══ Records shown ══

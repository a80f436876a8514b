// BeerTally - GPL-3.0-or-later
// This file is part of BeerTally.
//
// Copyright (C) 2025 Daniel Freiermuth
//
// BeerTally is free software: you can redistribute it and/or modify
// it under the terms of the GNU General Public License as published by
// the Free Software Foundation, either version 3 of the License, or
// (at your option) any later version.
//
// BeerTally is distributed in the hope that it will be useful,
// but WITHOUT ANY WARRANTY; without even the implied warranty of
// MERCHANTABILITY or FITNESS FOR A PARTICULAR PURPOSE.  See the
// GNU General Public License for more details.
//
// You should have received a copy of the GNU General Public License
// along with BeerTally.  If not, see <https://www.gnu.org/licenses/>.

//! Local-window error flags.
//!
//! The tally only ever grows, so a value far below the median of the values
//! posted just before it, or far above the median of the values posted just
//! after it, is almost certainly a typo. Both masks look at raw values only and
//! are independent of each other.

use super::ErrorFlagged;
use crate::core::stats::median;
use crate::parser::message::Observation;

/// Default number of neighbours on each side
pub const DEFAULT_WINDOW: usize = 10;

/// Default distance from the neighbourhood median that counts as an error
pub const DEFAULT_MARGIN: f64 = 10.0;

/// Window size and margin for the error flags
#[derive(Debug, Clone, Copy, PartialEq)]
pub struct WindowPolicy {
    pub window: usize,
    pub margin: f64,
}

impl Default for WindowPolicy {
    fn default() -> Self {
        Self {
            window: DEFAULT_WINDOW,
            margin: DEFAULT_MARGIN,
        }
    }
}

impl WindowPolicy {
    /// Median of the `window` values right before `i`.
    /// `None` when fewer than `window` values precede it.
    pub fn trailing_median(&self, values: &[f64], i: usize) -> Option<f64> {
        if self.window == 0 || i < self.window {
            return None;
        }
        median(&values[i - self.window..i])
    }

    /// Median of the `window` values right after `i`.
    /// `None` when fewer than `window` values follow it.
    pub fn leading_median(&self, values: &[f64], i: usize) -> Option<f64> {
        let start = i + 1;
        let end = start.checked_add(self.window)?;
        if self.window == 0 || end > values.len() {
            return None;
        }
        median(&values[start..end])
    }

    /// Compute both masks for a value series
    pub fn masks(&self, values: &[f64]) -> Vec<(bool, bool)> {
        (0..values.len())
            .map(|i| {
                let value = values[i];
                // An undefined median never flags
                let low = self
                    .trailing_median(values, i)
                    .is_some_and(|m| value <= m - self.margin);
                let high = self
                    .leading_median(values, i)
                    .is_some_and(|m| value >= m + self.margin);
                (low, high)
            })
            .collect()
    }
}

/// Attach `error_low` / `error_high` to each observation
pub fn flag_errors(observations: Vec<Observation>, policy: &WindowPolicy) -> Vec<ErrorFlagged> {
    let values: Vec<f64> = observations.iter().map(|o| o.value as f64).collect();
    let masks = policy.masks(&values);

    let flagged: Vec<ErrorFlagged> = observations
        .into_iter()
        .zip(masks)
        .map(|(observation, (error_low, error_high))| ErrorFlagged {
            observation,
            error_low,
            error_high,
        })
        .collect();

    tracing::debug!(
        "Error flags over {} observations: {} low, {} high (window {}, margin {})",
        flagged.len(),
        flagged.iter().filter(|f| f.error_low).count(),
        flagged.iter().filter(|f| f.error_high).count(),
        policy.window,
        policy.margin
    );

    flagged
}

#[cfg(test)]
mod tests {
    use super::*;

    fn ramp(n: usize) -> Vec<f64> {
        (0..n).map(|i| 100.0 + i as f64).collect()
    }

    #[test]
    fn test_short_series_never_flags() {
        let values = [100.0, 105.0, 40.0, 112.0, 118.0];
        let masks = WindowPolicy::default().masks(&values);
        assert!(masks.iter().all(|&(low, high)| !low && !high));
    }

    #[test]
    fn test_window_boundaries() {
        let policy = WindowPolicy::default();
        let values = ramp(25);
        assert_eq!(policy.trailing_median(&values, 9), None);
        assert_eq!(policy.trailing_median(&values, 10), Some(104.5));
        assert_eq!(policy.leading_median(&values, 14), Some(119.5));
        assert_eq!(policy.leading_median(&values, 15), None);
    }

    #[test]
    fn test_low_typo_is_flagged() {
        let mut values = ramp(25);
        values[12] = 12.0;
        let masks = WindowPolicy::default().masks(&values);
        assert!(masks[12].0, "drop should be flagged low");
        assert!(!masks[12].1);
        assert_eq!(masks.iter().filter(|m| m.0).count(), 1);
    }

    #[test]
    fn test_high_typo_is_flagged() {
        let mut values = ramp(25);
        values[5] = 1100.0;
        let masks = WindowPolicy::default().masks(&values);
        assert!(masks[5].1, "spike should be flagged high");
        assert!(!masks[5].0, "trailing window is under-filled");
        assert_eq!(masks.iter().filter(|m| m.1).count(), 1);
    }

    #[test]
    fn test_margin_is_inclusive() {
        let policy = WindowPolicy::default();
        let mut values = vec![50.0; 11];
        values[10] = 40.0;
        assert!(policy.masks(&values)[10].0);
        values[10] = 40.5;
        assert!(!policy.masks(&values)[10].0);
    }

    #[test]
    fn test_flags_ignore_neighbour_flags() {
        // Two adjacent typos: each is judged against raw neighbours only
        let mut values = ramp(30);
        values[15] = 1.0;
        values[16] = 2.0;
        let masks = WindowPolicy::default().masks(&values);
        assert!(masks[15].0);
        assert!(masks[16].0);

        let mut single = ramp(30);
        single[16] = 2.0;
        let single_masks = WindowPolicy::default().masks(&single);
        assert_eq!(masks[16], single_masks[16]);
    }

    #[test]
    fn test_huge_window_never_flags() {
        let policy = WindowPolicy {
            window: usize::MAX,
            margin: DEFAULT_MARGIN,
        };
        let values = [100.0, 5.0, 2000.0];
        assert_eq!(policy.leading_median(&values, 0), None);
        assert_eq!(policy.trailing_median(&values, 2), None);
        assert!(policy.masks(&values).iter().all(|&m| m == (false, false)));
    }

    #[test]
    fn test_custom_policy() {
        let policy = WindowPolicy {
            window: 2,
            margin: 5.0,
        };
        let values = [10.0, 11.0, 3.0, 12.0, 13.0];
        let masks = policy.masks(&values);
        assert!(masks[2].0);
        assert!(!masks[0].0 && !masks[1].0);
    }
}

═══

◆ **Task instructions**: From the entries above, give again exactly the lines running from the line with "BeerTally is distributed" to the line with "pub const DEFAULT_WINDOW: usize = 10;"; include both of those lines.

◆ **Response below**:
// BeerTally is distributed in the hope that it will be useful,
// but WITHOUT ANY WARRANTY; without even the implied warranty of
// MERCHANTABILITY or FITNESS FOR A PARTICULAR PURPOSE.  See the
// GNU General Public License for more details.
//
// You should have received a copy of the GNU General Public License
// along with BeerTally.  If not, see <https://www.gnu.org/licenses/>.

//! Local-window error flags.
//!
//! The tally only ever grows, so a value far below the median of the values
//! posted just before it, or far above the median of the values posted just
//! after it, is almost certainly a typo. Both masks look at raw values only and
//! are independent of each other.

use super::ErrorFlagged;
use crate::core::stats::median;
use crate::parser::message::Observation;

/// Default number of neighbours on each side
pub const DEFAULT_WINDOW: usize = 10;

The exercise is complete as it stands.